Allah bazen bir kulunu zindanda büyütür.
Bazen bir halkı ateşle olgunlaştırır.
Ve sonunda öyle bir adalet indirir ki, herkes susar, sadece hakikat konuşur.
“Adalet Neredeyse, Allah Oradadır”
Ama insan işte… Bazen bir iftiraya uğrar, bir hakkı yenir, bir projeden dışlanır ya da yalnızlaştırılır. İçten içe fısıldar:
“Ya Rabbi, neredesin?”
İşte bu da bir sınavdır. Çünkü Allah sadece zalimi değil; seyirciyi, susmayı seçeni, inancını terk edenle sabrını koruyanı da sınar.
Ve biz bilmeliyiz ki Allah’ın adaleti, sadece anlık bir cezalandırma değildir.
Adalet, zamanla birlikte gelir. Çünkü Allah sadece sonucu değil, süreci de yaratandır.
Bu gecikme zannettiğimiz şey, aslında bir ilahi strateji, bir imtihan, bir fark ediş sürecidir.
Ve her geçen an, Allah’ın dosyasına işlenir.
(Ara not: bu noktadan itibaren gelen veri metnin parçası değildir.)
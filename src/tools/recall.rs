//! Recall: similarity search over the long-term archive.

use async_trait::async_trait;
use serde_json::{json, Value};
use std::sync::Arc;

use super::{required_str, Tool, ToolContext};
use crate::archive::Archive;
use crate::error::{Result, TachikomaError};

/// Recall tool.
///
/// # Parameters
/// - `query`: What to look for (required)
/// - `limit`: Maximum number of hits (optional)
pub struct RecallTool {
    archive: Arc<dyn Archive>,
    default_limit: usize,
}

impl RecallTool {
    pub fn new(archive: Arc<dyn Archive>, default_limit: usize) -> Self {
        Self {
            archive,
            default_limit,
        }
    }
}

#[async_trait]
impl Tool for RecallTool {
    fn name(&self) -> &str {
        "recall"
    }

    fn description(&self) -> &str {
        "Recall earlier messages similar to a query from long-term memory"
    }

    fn parameters(&self) -> Value {
        json!({
            "type": "object",
            "required": ["query"],
            "properties": {
                "query": {
                    "type": "string",
                    "description": "What to remember"
                },
                "limit": {
                    "type": "integer",
                    "description": "Maximum number of memories to return"
                }
            }
        })
    }

    async fn execute(&self, args: Value, _ctx: &ToolContext) -> Result<Value> {
        let query = required_str(&args, "query")?;
        let limit = args
            .get("limit")
            .and_then(Value::as_u64)
            .map(|l| l as usize)
            .unwrap_or(self.default_limit);

        let hits = self.archive.search(query, limit).await?;
        let results: Vec<Value> = hits
            .into_iter()
            .map(|hit| {
                json!({
                    "speaker_id": hit.record.tuple.speaker_id,
                    "role": hit.record.tuple.role,
                    "content": hit.record.content,
                    "timestamp": hit.record.timestamp.to_rfc3339(),
                    "score": hit.score,
                })
            })
            .collect();
        serde_json::to_value(results).map_err(|e| TachikomaError::Tool(e.to_string()))
    }
}
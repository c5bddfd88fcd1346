//! Providers module - Generation and embedding backends
//!
//! The run loop talks to a generation backend only through [`ChatBackend`]:
//! given role-tagged messages and a tool catalog it returns an incremental
//! stream of [`StreamEvent`]s. Dropping the stream cancels the request.
//!
//! # Example
//!
//! ```rust,ignore
//! use futures::StreamExt;
//! use tachikoma::providers::{ChatBackend, ChatRequest, OllamaBackend, StreamEvent};
//!
//! let backend = OllamaBackend::new("http://localhost:11434", "cogito:14b");
//! let mut stream = backend.chat(ChatRequest::default()).await?;
//! while let Some(event) = stream.next().await {
//!     if let StreamEvent::Content(text) = event? {
//!         print!("{}", text);
//!     }
//! }
//! ```

pub mod ollama;

pub use ollama::{OllamaBackend, OllamaEmbedder};

use async_trait::async_trait;
use futures::stream::BoxStream;
use serde::Serialize;
use serde_json::Value;

use crate::error::Result;
use crate::session::{Role, ToolCall};

/// One message as the backend sees it. Bus metadata such as ids and
/// `context_ids` is deliberately absent.
#[derive(Debug, Clone, PartialEq, Serialize)]
pub struct ChatMessage {
    pub role: Role,
    pub content: String,
    #[serde(skip_serializing_if = "Option::is_none")]
    pub tool_calls: Option<Vec<ToolCall>>,
}

impl ChatMessage {
    pub fn new(role: Role, content: impl Into<String>) -> Self {
        Self {
            role,
            content: content.into(),
            tool_calls: None,
        }
    }
}

/// Schema advertised to the backend for one callable tool.
#[derive(Debug, Clone, PartialEq, Serialize)]
pub struct ToolDefinition {
    pub name: String,
    pub description: String,
    /// JSON-schema-like `{type: "object", required: [...], properties: {...}}`
    pub parameters: Value,
}

/// A full backend request.
#[derive(Debug, Clone, Default, PartialEq)]
pub struct ChatRequest {
    pub messages: Vec<ChatMessage>,
    pub tools: Vec<ToolDefinition>,
}

/// One increment of a streamed generation.
#[derive(Debug, Clone, PartialEq)]
pub enum StreamEvent {
    /// A fragment of reply text.
    Content(String),
    /// The backend asks for one or more tool invocations.
    ToolCalls(Vec<ToolCall>),
    /// Generation finished.
    Done,
}

/// Stream of generation increments.
pub type EventStream = BoxStream<'static, Result<StreamEvent>>;

/// Streaming text-generation backend.
#[async_trait]
pub trait ChatBackend: Send + Sync {
    /// Backend name for logs.
    fn name(&self) -> &str;

    /// Submit a request and return its cancellable stream.
    ///
    /// # Errors
    ///
    /// Returns an error if the request cannot be started; errors that occur
    /// mid-stream are yielded as stream items.
    async fn chat(&self, request: ChatRequest) -> Result<EventStream>;
}

/// Text embedding backend used by the archive.
#[async_trait]
pub trait Embedder: Send + Sync {
    /// Embed every text, one vector per input, in order.
    async fn embed(&self, texts: &[String]) -> Result<Vec<Vec<f32>>>;
}
//! Error types for Tachikoma
//!
//! Every fallible library operation returns [`Result`]. Errors local to a
//! single turn are reported by the run loop and never terminate the process.

use thiserror::Error;

/// Crate-wide error type.
#[derive(Debug, Error)]
pub enum TachikomaError {
    /// Invalid or missing configuration.
    #[error("Configuration error: {0}")]
    Config(String),

    /// Publish/subscribe transport failure.
    #[error("Bus error: {0}")]
    Bus(String),

    /// Generation backend failure (not cancellation).
    #[error("Provider error: {0}")]
    Provider(String),

    /// Tool invocation failure.
    #[error("Tool error: {0}")]
    Tool(String),

    /// Malformed topic or payload.
    #[error("Codec error: {0}")]
    Codec(String),

    /// The generation was cancelled. Never reported as a failure.
    #[error("Generation cancelled")]
    Cancelled,

    /// An operation exceeded its time bound.
    #[error("Timed out after {0}s")]
    Timeout(u64),

    #[error("IO error: {0}")]
    Io(#[from] std::io::Error),

    #[error("JSON error: {0}")]
    Json(#[from] serde_json::Error),

    #[error("HTTP error: {0}")]
    Http(#[from] reqwest::Error),
}

impl TachikomaError {
    /// Whether this error is a cancellation rather than a real failure.
    pub fn is_cancelled(&self) -> bool {
        matches!(self, TachikomaError::Cancelled)
    }
}

/// Result alias used throughout the crate.
pub type Result<T> = std::result::Result<T, TachikomaError>;

#[cfg(test)]
mod tests {
    use super::*;

    #[test]
    fn test_error_display() {
        let err = TachikomaError::Bus("broker unreachable".into());
        assert_eq!(err.to_string(), "Bus error: broker unreachable");
        assert_eq!(TachikomaError::Timeout(5).to_string(), "Timed out after 5s");
    }

    #[test]
    fn test_is_cancelled() {
        assert!(TachikomaError::Cancelled.is_cancelled());
        assert!(!TachikomaError::Provider("boom".into()).is_cancelled());
    }
}
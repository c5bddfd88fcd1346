//! Archive module - Long-term store of everything seen on the bus
//!
//! The archiver process ingests every bus message as an [`ArchiveRecord`];
//! agents query it through the `recall` tool. [`MemoryArchive`] embeds each
//! record and ranks searches by cosine similarity.

use async_trait::async_trait;
use chrono::{DateTime, Utc};
use serde::Serialize;
use std::sync::Arc;
use tokio::sync::RwLock;
use tracing::debug;

use crate::bus::BusMessage;
use crate::error::Result;
use crate::providers::Embedder;
use crate::topic::{decode_payload, RoutingTuple, TopicTemplate};

/// One archived bus message.
#[derive(Debug, Clone, PartialEq, Serialize)]
pub struct ArchiveRecord {
    pub topic: String,
    pub tuple: RoutingTuple,
    /// Raw payload text
    pub payload: String,
    /// Text used for similarity search
    pub content: String,
    pub timestamp: DateTime<Utc>,
}

impl ArchiveRecord {
    /// Build a record from a raw bus message.
    ///
    /// Chat envelopes contribute their `content`; any other payload is
    /// archived and searched as raw text.
    pub fn from_bus(template: &TopicTemplate, message: &BusMessage) -> Self {
        let payload = String::from_utf8_lossy(&message.payload).into_owned();
        let (content, timestamp) = match decode_payload(&message.payload) {
            Ok(decoded) if !decoded.content.is_empty() => (decoded.content, decoded.timestamp),
            _ => (payload.clone(), Utc::now()),
        };
        Self {
            topic: message.topic.clone(),
            tuple: template.decode(&message.topic),
            payload,
            content,
            timestamp,
        }
    }
}

/// A search result.
#[derive(Debug, Clone, PartialEq, Serialize)]
pub struct SearchHit {
    pub record: ArchiveRecord,
    pub score: f32,
}

/// Archive seam used by the archiver and the `recall` tool.
#[async_trait]
pub trait Archive: Send + Sync {
    async fn ingest(&self, record: ArchiveRecord) -> Result<()>;

    /// Most similar records first, at most `limit`.
    async fn search(&self, query: &str, limit: usize) -> Result<Vec<SearchHit>>;
}

/// In-memory archive ranked by embedding similarity.
pub struct MemoryArchive {
    embedder: Arc<dyn Embedder>,
    entries: RwLock<Vec<(ArchiveRecord, Vec<f32>)>>,
}

impl MemoryArchive {
    pub fn new(embedder: Arc<dyn Embedder>) -> Self {
        Self {
            embedder,
            entries: RwLock::new(Vec::new()),
        }
    }

    pub async fn len(&self) -> usize {
        self.entries.read().await.len()
    }

    pub async fn is_empty(&self) -> bool {
        self.entries.read().await.is_empty()
    }
}

#[async_trait]
impl Archive for MemoryArchive {
    async fn ingest(&self, record: ArchiveRecord) -> Result<()> {
        let vector = self
            .embedder
            .embed(std::slice::from_ref(&record.content))
            .await?
            .into_iter()
            .next()
            .unwrap_or_default();
        debug!(topic = %record.topic, dims = vector.len(), "Archived record");
        self.entries.write().await.push((record, vector));
        Ok(())
    }

    async fn search(&self, query: &str, limit: usize) -> Result<Vec<SearchHit>> {
        if limit == 0 || self.is_empty().await {
            return Ok(Vec::new());
        }
        let query_vector = self
            .embedder
            .embed(&[query.to_string()])
            .await?
            .into_iter()
            .next()
            .unwrap_or_default();

        let entries = self.entries.read().await;
        let mut hits: Vec<SearchHit> = entries
            .iter()
            .map(|(record, vector)| SearchHit {
                record: record.clone(),
                score: cosine_similarity(&query_vector, vector),
            })
            .collect();
        hits.sort_by(|a, b| b.score.total_cmp(&a.score));
        hits.truncate(limit);
        Ok(hits)
    }
}

/// Cosine similarity; 0 for empty, mismatched or zero vectors.
pub fn cosine_similarity(a: &[f32], b: &[f32]) -> f32 {
    if a.is_empty() || a.len() != b.len() {
        return 0.0;
    }
    let dot: f32 = a.iter().zip(b).map(|(x, y)| x * y).sum();
    let norm_a = a.iter().map(|x| x * x).sum::<f32>().sqrt();
    let norm_b = b.iter().map(|x| x * x).sum::<f32>().sqrt();
    if norm_a == 0.0 || norm_b == 0.0 {
        0.0
    } else {
        dot / (norm_a * norm_b)
    }
}

#[cfg(test)]
pub(crate) mod tests {
    use super::*;
    use crate::config::DEFAULT_TOPIC_TEMPLATE;
    use crate::session::Message;
    use crate::topic::encode_payload;

    /// Embeds text as counts of the letters a, b and c.
    pub(crate) struct LetterEmbedder;

    #[async_trait]
    impl Embedder for LetterEmbedder {
        async fn embed(&self, texts: &[String]) -> Result<Vec<Vec<f32>>> {
            Ok(texts
                .iter()
                .map(|t| {
                    ['a', 'b', 'c']
                        .iter()
                        .map(|l| t.chars().filter(|c| c == l).count() as f32)
                        .collect()
                })
                .collect())
        }
    }

    fn record(content: &str) -> ArchiveRecord {
        let template = TopicTemplate::parse(DEFAULT_TOPIC_TEMPLATE).unwrap();
        let payload = encode_payload(&Message::user("bob", content)).unwrap();
        ArchiveRecord::from_bus(&template, &BusMessage::new("a2a/lobby/bob/INFO/user//", payload))
    }

    #[test]
    fn test_record_from_envelope() {
        let record = record("hello");
        assert_eq!(record.content, "hello");
        assert_eq!(record.tuple.speaker_id, "bob");
        assert_eq!(record.tuple.channel, "lobby");
    }

    #[test]
    fn test_record_from_raw_payload() {
        let template = TopicTemplate::parse(DEFAULT_TOPIC_TEMPLATE).unwrap();
        let record = ArchiveRecord::from_bus(&template, &BusMessage::new("a2a/x", "plain text"));
        assert_eq!(record.content, "plain text");
        assert_eq!(record.tuple.channel, "x");
    }

    #[tokio::test]
    async fn test_search_ranks_by_similarity() {
        let archive = MemoryArchive::new(Arc::new(LetterEmbedder));
        archive.ingest(record("aaaa")).await.unwrap();
        archive.ingest(record("bbbb")).await.unwrap();
        archive.ingest(record("ccca")).await.unwrap();
        assert_eq!(archive.len().await, 3);

        let hits = archive.search("bb", 2).await.unwrap();
        assert_eq!(hits.len(), 2);
        assert_eq!(hits[0].record.content, "bbbb");
        assert!(hits[0].score > hits[1].score);
    }

    #[tokio::test]
    async fn test_search_empty_archive() {
        let archive = MemoryArchive::new(Arc::new(LetterEmbedder));
        assert!(archive.search("a", 5).await.unwrap().is_empty());
    }

    #[test]
    fn test_cosine_similarity() {
        assert!((cosine_similarity(&[1.0, 0.0], &[1.0, 0.0]) - 1.0).abs() < 1e-6);
        assert_eq!(cosine_similarity(&[1.0, 0.0], &[0.0, 1.0]), 0.0);
        assert_eq!(cosine_similarity(&[1.0], &[1.0, 2.0]), 0.0);
        assert_eq!(cosine_similarity(&[0.0, 0.0], &[1.0, 2.0]), 0.0);
    }
}
//! Tracing subscriber setup.
//!
//! Logs go to stderr; stdout belongs to the streamed reply text.

use tracing_subscriber::EnvFilter;

const DEFAULT_FILTER: &str = "tachikoma=info";

/// Install the global subscriber. `RUST_LOG` overrides the default filter.
///
/// Calling this more than once is harmless; later calls are ignored.
pub fn init(json: bool) {
    let filter = EnvFilter::try_from_default_env().unwrap_or_else(|_| EnvFilter::new(DEFAULT_FILTER));
    let builder = tracing_subscriber::fmt()
        .with_env_filter(filter)
        .with_writer(std::io::stderr)
        .with_target(false);
    let installed = if json {
        builder.json().try_init()
    } else {
        builder.try_init()
    };
    if installed.is_err() {
        tracing::debug!("Tracing subscriber already installed");
    }
}
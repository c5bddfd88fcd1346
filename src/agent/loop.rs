//! Run loop: one agent's turn-taking state machine.
//!
//! ```text
//! Idle -> Submitting -> Streaming -> ToolDispatch -> Submitting
//!                                 -> Completing   -> Idle
//!                                 -> Aborted      -> Idle
//! ```
//!
//! The loop is a single task that exclusively owns the agent's
//! [`Conversation`] and [`InterruptController`]. Bus arrivals and stream
//! fragments are multiplexed with `tokio::select!`, so a message that lands
//! mid-generation is appended, makes the in-flight generation stale, and
//! triggers a fresh submission over the extended state.

use std::sync::Arc;
use tokio::sync::mpsc;
use tokio::time::error::Elapsed;
use tokio::time::Instant;
use tokio_util::sync::CancellationToken;
use tracing::{debug, error, info, info_span, warn, Instrument};

use super::context::ContextBuilder;
use super::interrupt::{GenerationHandle, InterruptController};
use super::lineage;
use crate::bus::{Bus, BusMessage, Qos};
use crate::config::{AgentConfig, Config};
use crate::error::{Result, TachikomaError};
use crate::providers::{ChatBackend, StreamEvent};
use crate::session::{Action, Conversation, HistoryStore, Message, Role, SystemEvent, ToolCall};
use crate::tools::{Dispatch, ToolContext, ToolRegistry};
use crate::topic::{
    decode_payload, decode_system_event, encode_payload, encode_system_event, is_system_topic,
    system_filter, system_topic, Command, RoutingTuple, TopicTemplate, STATUS_ERROR, STATUS_INFO,
};
//! Envelope codec for bus payloads.
//!
//! Inbound payloads are normalised here, at the boundary, so the rest of the
//! crate only ever sees a well-formed [`Message`]:
//!
//! - `context_ids` may arrive as a JSON array or as a string containing a
//!   JSON array; both become a `Vec<String>`. An unparseable value becomes
//!   an empty list and a warning is logged.
//! - `content` may be a nested JSON structure; it is kept as its JSON text.
//! - `timestamp` may be unix milliseconds, a numeric string, or RFC 3339.

use chrono::{DateTime, TimeZone, Utc};
use serde::Deserialize;
use serde_json::Value;
use tracing::warn;

use crate::error::{Result, TachikomaError};
use crate::session::{Message, Role, SystemEvent, ToolCall};

#[derive(Debug, Deserialize)]
struct WireMessage {
    #[serde(default)]
    id: Option<String>,
    #[serde(default)]
    speaker_id: Option<String>,
    #[serde(default)]
    role: Option<String>,
    #[serde(default)]
    content: Value,
    #[serde(default)]
    context_ids: Value,
    #[serde(default)]
    timestamp: Value,
    #[serde(default)]
    tool_calls: Option<Vec<ToolCall>>,
}

/// Decode a chat envelope.
///
/// # Errors
///
/// Returns [`TachikomaError::Codec`] when the payload is not a JSON object
/// or names an unknown role. A bad `context_ids` field is not an error.
pub fn decode_payload(raw: &[u8]) -> Result<Message> {
    let wire: WireMessage = serde_json::from_slice(raw)
        .map_err(|e| TachikomaError::Codec(format!("invalid message payload: {}", e)))?;

    let role = match wire.role.as_deref() {
        Some(role) if !role.is_empty() => role.parse::<Role>()?,
        _ => Role::User,
    };

    Ok(Message {
        id: wire.id.unwrap_or_default(),
        speaker_id: wire.speaker_id.unwrap_or_default(),
        role,
        content: normalize_content(wire.content),
        context_ids: normalize_context_ids(wire.context_ids),
        timestamp: normalize_timestamp(&wire.timestamp),
        tool_calls: wire.tool_calls,
    })
}

/// Encode a chat envelope. `context_ids`, when present, is written as an array.
pub fn encode_payload(message: &Message) -> Result<Vec<u8>> {
    Ok(serde_json::to_vec(message)?)
}

/// Decode a lifecycle announcement.
pub fn decode_system_event(raw: &[u8]) -> Result<SystemEvent> {
    serde_json::from_slice(raw)
        .map_err(|e| TachikomaError::Codec(format!("invalid system event: {}", e)))
}

pub fn encode_system_event(event: &SystemEvent) -> Result<Vec<u8>> {
    Ok(serde_json::to_vec(event)?)
}

/// Normalise the `context_ids` field to an ordered list of ids.
pub fn normalize_context_ids(value: Value) -> Vec<String> {
    match value {
        Value::Null => Vec::new(),
        Value::Array(items) => strings_only(items),
        Value::String(text) if text.trim().is_empty() => Vec::new(),
        Value::String(text) => match serde_json::from_str::<Value>(&text) {
            Ok(Value::Array(items)) => strings_only(items),
            Ok(other) => {
                warn!(value = %other, "context_ids string is not an array, using []");
                Vec::new()
            }
            Err(e) => {
                warn!(error = %e, "Failed to parse context_ids string, using []");
                Vec::new()
            }
        },
        other => {
            warn!(value = %other, "Unexpected context_ids type, using []");
            Vec::new()
        }
    }
}

fn strings_only(items: Vec<Value>) -> Vec<String> {
    items
        .into_iter()
        .filter_map(|item| match item {
            Value::String(id) => Some(id),
            _ => None,
        })
        .collect()
}

fn normalize_content(value: Value) -> String {
    match value {
        Value::Null => String::new(),
        Value::String(text) => text,
        other => other.to_string(),
    }
}

fn normalize_timestamp(value: &Value) -> DateTime<Utc> {
    let millis = match value {
        Value::Number(n) => n.as_i64(),
        Value::String(s) => s.parse::<i64>().ok().or_else(|| {
            DateTime::parse_from_rfc3339(s)
                .ok()
                .map(|t| t.timestamp_millis())
        }),
        _ => None,
    };
    millis
        .and_then(|ms| Utc.timestamp_millis_opt(ms).single())
        .unwrap_or_else(Utc::now)
}

#[cfg(test)]
mod tests {
    use super::*;
    use crate::session::Action;
    use serde_json::json;

    fn decode(value: Value) -> Message {
        decode_payload(value.to_string().as_bytes()).unwrap()
    }

    #[test]
    fn test_context_ids_array() {
        let msg = decode(json!({"id": "m", "speaker_id": "b", "role": "user", "content": "hi", "context_ids": ["a", "b"]}));
        assert_eq!(msg.context_ids, vec!["a", "b"]);
    }

    #[test]
    fn test_context_ids_double_encoded() {
        let msg = decode(json!({"id": "m", "content": "hi", "context_ids": "[\"a\",\"b\"]"}));
        assert_eq!(msg.context_ids, vec!["a", "b"]);
    }

    #[test]
    fn test_context_ids_invalid_json_is_empty() {
        let msg = decode(json!({"id": "m", "content": "hi", "context_ids": "[\"a\","}));
        assert!(msg.context_ids.is_empty());
        let msg = decode(json!({"id": "m", "content": "hi", "context_ids": 42}));
        assert!(msg.context_ids.is_empty());
        let msg = decode(json!({"id": "m", "content": "hi", "context_ids": "{\"a\": 1}"}));
        assert!(msg.context_ids.is_empty());
    }

    #[test]
    fn test_missing_fields_default() {
        let msg = decode(json!({"content": "hi"}));
        assert_eq!(msg.id, "");
        assert_eq!(msg.speaker_id, "");
        assert_eq!(msg.role, Role::User);
        assert!(msg.context_ids.is_empty());
    }

    #[test]
    fn test_structured_content_kept_as_json() {
        let msg = decode(json!({"id": "m", "content": {"kind": "vote", "value": 3}}));
        let parsed: Value = serde_json::from_str(&msg.content).unwrap();
        assert_eq!(parsed["value"], 3);
    }

    #[test]
    fn test_timestamp_forms() {
        let msg = decode(json!({"content": "a", "timestamp": 1_700_000_000_000i64}));
        assert_eq!(msg.timestamp.timestamp_millis(), 1_700_000_000_000);
        let msg = decode(json!({"content": "a", "timestamp": "2024-01-02T03:04:05Z"}));
        assert_eq!(msg.timestamp.timestamp(), 1_704_164_645);
        let msg = decode(json!({"content": "a", "timestamp": "1700000000000"}));
        assert_eq!(msg.timestamp.timestamp_millis(), 1_700_000_000_000);
    }

    #[test]
    fn test_malformed_payloads_error() {
        assert!(decode_payload(b"plain text").is_err());
        assert!(decode_payload(b"[1,2]").is_err());
        assert!(decode_payload(json!({"role": "self"}).to_string().as_bytes()).is_err());
    }

    #[test]
    fn test_encode_then_decode_reply() {
        let mut reply = Message::assistant("agent-a", "hello");
        reply.context_ids = vec!["b-1".into()];
        let decoded = decode_payload(&encode_payload(&reply).unwrap()).unwrap();
        assert_eq!(decoded.id, reply.id);
        assert_eq!(decoded.context_ids, reply.context_ids);
        assert_eq!(decoded.role, Role::Assistant);
    }

    #[test]
    fn test_system_event_decode() {
        let raw = json!({"speaker_id": "u", "action": "leave", "role": "user", "topic": "lobby"});
        let event = decode_system_event(raw.to_string().as_bytes()).unwrap();
        assert_eq!(event.action, Action::Leave);
        assert!(event.id.is_none());
        assert!(decode_system_event(b"{\"speaker_id\": \"u\"}").is_err());
    }
}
Hiçbiri unutulmaz.
Sabır, Çaresizlik Değil; Tarafını Seçmektir
Bir haksızlık karşısında sabretmek, susmak demek değildir.
Sabır, “Ben adaleti Allah’a emanet ettim” diyebilmektir.
Bu, karanlığın ortasında hakikati beklemektir.
Zalime “dur” diyemediğimiz anlarda bile, zalime kalbimizle “karşıyım” demeye devam etmektir.
Ve Son Söz… Bir Dua, Bir Teslimiyet
“Allah’ım… Bize sabır ver ama teslimiyetle. Bize adalet ver ama hikmetinle.
Beklettiğin her anı isyan değil, imanla geçirmeyi nasip et.
Bizi haksızlığa karşı susanlardan değil, sabırla direnenlerden eyle.
Çünkü biz biliyoruz: Zaman senin elindeyse, adalet de asla geç kalmaz.”